START Task input

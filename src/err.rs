//! Error interface for this crate.
//!
//! This module re-exports every error type of the crate
//! and defines [`Diagnostic`], the message reported to the user
//! for an error or warning at a given source line.

use std::borrow::Cow;

pub use crate::parse::lex::LexErr;
pub use crate::asm::{AsmErr, AsmErrKind, Report};
pub use crate::ast::BitsNewErr;

/// Unified error interface for all errors in this crate.
pub trait Error: std::error::Error {
    /// A help message associated with this error (if it exists).
    fn help(&self) -> Option<Cow<str>> {
        None
    }
}

/// How serious a diagnostic is.
#[derive(Debug, PartialEq, Eq, Hash, Clone, Copy)]
pub enum Severity {
    /// Reported, but never blocks output.
    Warning,
    /// Fails the compilation.
    Error
}
impl std::fmt::Display for Severity {
    fn fmt(&self, f: &mut std::fmt::Formatter<'_>) -> std::fmt::Result {
        match self {
            Severity::Warning => f.write_str("warning"),
            Severity::Error   => f.write_str("error"),
        }
    }
}

/// A message tied to a source line.
///
/// The line text is the verbatim (trimmed) text of the line
/// so that the user can see where the problem occurred.
///
/// The `Display` implementation formats the diagnostic like so:
/// ```text
/// 3:
///     'JMP UNDEFINED'
/// error: symbol was never defined: UNDEFINED
///     help: define the label (UNDEFINED:) or constant (.UNDEFINED 1)
/// ```
#[derive(Debug, PartialEq, Eq, Clone)]
pub struct Diagnostic {
    /// Whether this is a warning or an error.
    pub severity: Severity,
    /// The (1-indexed) source line. Zero if no line applies.
    pub line: usize,
    /// The text of the source line.
    pub text: String,
    /// The message.
    pub message: String,
    /// An optional help message.
    pub help: Option<String>
}
impl Diagnostic {
    /// Creates a diagnostic from an error.
    pub fn from_error<E: Error + ?Sized>(severity: Severity, err: &E, line: usize, text: &str) -> Self {
        Diagnostic {
            severity,
            line,
            text: text.to_string(),
            message: err.to_string(),
            help: err.help().map(Cow::into_owned)
        }
    }
}
impl std::fmt::Display for Diagnostic {
    fn fmt(&self, f: &mut std::fmt::Formatter<'_>) -> std::fmt::Result {
        writeln!(f, "{}:", self.line)?;
        writeln!(f, "\t'{}'", self.text)?;
        write!(f, "{}: {}", self.severity, self.message)?;
        if let Some(help) = &self.help {
            write!(f, "\n\thelp: {help}")?;
        }
        Ok(())
    }
}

END Task input

▸ **Exercise directions**
A single figure is required: the number of lines in the data where the word "writeln" occurs.

▸ **Reply to the task**
2